"No puedo perder un minuto a sentarme y llorar la ausencia de mi hijo"

País-Mundo

Ciudad de México.- Araceli Rodríguez Nava declara que a nueve años , cuatro meses y 18 días de desaparecido su hijo, Luis Ángel León Rodríguez, no ha podido perder un minuto para sentarse a llorar su ausencia, “no tengo tiempo , tengo que seguir buscando su presencia".

La desaparición de siete policías federales, entre ellos Luis Ángel y además de un civil, que fueron comisionados para hacerse cargo de la Dirección de Seguridad Pública de Ciudad Hidalgo, Michoacán, en 2009, marcó el inicio de la agonía de madre que no terminará hasta encontrarlo.

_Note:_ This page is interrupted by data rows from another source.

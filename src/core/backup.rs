use crate::config::{ARK_FOLDER, ArkPaths, ROOTS_CFG_FILENAME};
use crate::utils::error::{ArkError, Result};
use ignore::WalkBuilder;
use std::fs;
use std::path::{Path, PathBuf};
use std::time::{SystemTime, UNIX_EPOCH};

pub struct BackupReport {
    pub backup_dir: PathBuf,
    pub copied_roots: Vec<PathBuf>,
}

/// Only roots that carry an `.ark` folder have anything worth copying.
pub fn storages_exist(root: &Path) -> bool {
    root.join(ARK_FOLDER).exists()
}

pub fn partition_by_storages(roots: &[PathBuf]) -> (Vec<PathBuf>, Vec<PathBuf>) {
    let mut with_storages = Vec::new();
    let mut without = Vec::new();
    for root in roots {
        if storages_exist(root) {
            with_storages.push(root.clone());
        } else {
            without.push(root.clone());
        }
    }
    (with_storages, without)
}

pub fn run_backup(paths: &ArkPaths, roots: &[PathBuf]) -> Result<BackupReport> {
    let timestamp_secs = SystemTime::now()
        .duration_since(UNIX_EPOCH)
        .map(|d| d.as_secs())
        .unwrap_or(0);
    run_backup_at(paths, roots, timestamp_secs)
}

/// Copy each root's `.ark` folder into `<backups>/<timestamp>/<index>`. The
/// timestamp has second resolution, so two backups in the same second collide.
pub fn run_backup_at(
    paths: &ArkPaths,
    roots: &[PathBuf],
    timestamp_secs: u64,
) -> Result<BackupReport> {
    let backup_dir = paths.backups_dir().join(timestamp_secs.to_string());
    if backup_dir.exists() {
        return Err(ArkError::BackupCollision);
    }
    fs::create_dir_all(&backup_dir)?;

    let mut manifest = String::new();
    for root in roots {
        manifest.push_str(&format!("{}\n", root.display()));
    }
    fs::write(backup_dir.join(ROOTS_CFG_FILENAME), manifest)?;

    let mut copied_roots = Vec::new();
    for (i, root) in roots.iter().enumerate() {
        let target = backup_dir.join(i.to_string());
        match copy_dir_recursive(&root.join(ARK_FOLDER), &target) {
            Ok(()) => copied_roots.push(root.clone()),
            Err(e) => tracing::warn!("Skipping {} in backup: {}", root.display(), e),
        }
    }

    Ok(BackupReport {
        backup_dir,
        copied_roots,
    })
}

// 備份要連隱藏檔一起複製
fn copy_dir_recursive(src: &Path, dst: &Path) -> Result<()> {
    let walker = WalkBuilder::new(src)
        .hidden(false)
        .ignore(false)
        .parents(false)
        .git_ignore(false)
        .git_global(false)
        .git_exclude(false)
        .build();

    for entry in walker {
        let entry = entry.map_err(std::io::Error::other)?;
        let rel = entry.path().strip_prefix(src).map_err(std::io::Error::other)?;
        let target = dst.join(rel);

        if entry.file_type().is_some_and(|t| t.is_dir()) {
            fs::create_dir_all(&target)?;
        } else if entry.file_type().is_some_and(|t| t.is_file()) {
            if let Some(parent) = target.parent() {
                fs::create_dir_all(parent)?;
            }
            fs::copy(entry.path(), &target)?;
        }
    }

    Ok(())
}

#[cfg(test)]
mod tests {
    use super::*;
    use tempfile::TempDir;

    #[test]
    fn test_partition_by_storages() {
        let dir = TempDir::new().unwrap();
        let with = dir.path().join("with");
        let without = dir.path().join("without");
        fs::create_dir_all(with.join(ARK_FOLDER)).unwrap();
        fs::create_dir_all(&without).unwrap();

        let (good, bad) = partition_by_storages(&[with.clone(), without.clone()]);
        assert_eq!(good, vec![with]);
        assert_eq!(bad, vec![without]);
    }

    #[test]
    fn test_copy_dir_recursive_keeps_structure() {
        let dir = TempDir::new().unwrap();
        let src = dir.path().join("src");
        fs::create_dir_all(src.join("nested")).unwrap();
        fs::write(src.join("top.txt"), "top").unwrap();
        fs::write(src.join("nested/deep.txt"), "deep").unwrap();
        fs::write(src.join(".hidden"), "still copied").unwrap();

        let dst = dir.path().join("dst");
        copy_dir_recursive(&src, &dst).unwrap();

        assert_eq!(fs::read_to_string(dst.join("top.txt")).unwrap(), "top");
        assert_eq!(
            fs::read_to_string(dst.join("nested/deep.txt")).unwrap(),
            "deep"
        );
        assert_eq!(
            fs::read_to_string(dst.join(".hidden")).unwrap(),
            "still copied"
        );
    }
}
use crate::core::storage::{read_storage_value, resolve_kind, translate_storage, Storage};
use crate::domain::model::{ResourceId, StorageKind, ValueFormat};
use crate::utils::error::Result;
use std::path::Path;

pub fn run_file_append(
    root: &Path,
    name: &str,
    id: &str,
    content: &str,
    format: Option<ValueFormat>,
    kind: Option<StorageKind>,
) -> Result<()> {
    let id: ResourceId = id.parse()?;
    let format = format.unwrap_or(ValueFormat::Raw);
    let mut storage = open_storage(root, name, kind)?;
    storage.append(id, content, format)?;
    tracing::info!("Appended to {} for {}", storage.path().display(), id);
    Ok(())
}

pub fn run_file_insert(
    root: &Path,
    name: &str,
    id: &str,
    content: &str,
    format: Option<ValueFormat>,
    kind: Option<StorageKind>,
) -> Result<()> {
    let id: ResourceId = id.parse()?;
    let format = format.unwrap_or(ValueFormat::Raw);
    let mut storage = open_storage(root, name, kind)?;
    storage.insert(id, content, format)?;
    tracing::info!("Inserted into {} for {}", storage.path().display(), id);
    Ok(())
}

pub fn run_file_read(
    root: &Path,
    name: &str,
    id: &str,
    kind: Option<StorageKind>,
) -> Result<String> {
    let id: ResourceId = id.parse()?;
    read_storage_value(root, name, id, kind)
}

fn open_storage(root: &Path, name: &str, kind: Option<StorageKind>) -> Result<Storage> {
    let (path, known) = translate_storage(Some(root), name)?;
    let kind = resolve_kind(&path, kind, known);
    Storage::open(path, kind)
}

“No ha sido fácil el día a día. La incertidumbre y agonía que se vive de no saber si están vivos, si tienen hambre, frío, sed, si lo están torturando", reflexiona la luchadora social, sin soltar el sollozo que sus ojos evidencian.

Alzando la foto de su hijo, que desapareció a la edad de 23 años, reconoce que su ausencia rompió el proyecto del entorno familiar.

En Palacio Nacional en el marco del relanzamiento de la Comisión Nacional de Búsqueda de Personas Desaparecidas, en donde el presidente Andrés Manuel López Obrador comprometió presupuesto sin límite para buscar a desaparecidos, la madre de Luis Ángel da su voto de confianza al Ejecutivo federal.

“Yo voté por el presidente López Obrador el 1 de julio porque creo en su promesa de cambio”, declara al tiempo de reclamar que la Comisión de la Verdad no sea sólo para los 43 estudiantes de Ayotzinapa, sino para los más de 40 mil desaparecidos que son buscados por sus familias.

Rodríguez Nava, quien cuenta con escolta las 24 horas, por ser objeto de amenazas junto con sus tres hijos más, admite que ha logrado en esta búsqueda de más de nueve años, que 34 personas estén procesadas judicialmente, lo que fue no fácil, más que presuntamente pertenecen al cártel de los Caballeros Templarios.

Agrega que también está procesado un funcionario, aunque reclama que deben estar muchos más detenidos. “Estamos viviendo un México bárbaro en los tiempos del Porfiriato”.

“Como madre no me he podido sentar a llorar la ausencia porque busco su presencia. Lo lloro caminando en las calles, en reuniones siempre buscándolo”.

Advierte que muchos apuestan a su cansancio, pero no saben que una madre nunca se cansa de buscar a su pequeño que desapareció con seis compañeros de la Policía Federal en el trayecto a Ciudad Hidalgo, Michoacán.

"No les dieron los medios necesarios del mando federal de Iztapalapa, por eso contratan a un civil para que los llevaran, pero nunca llegaron", concluye.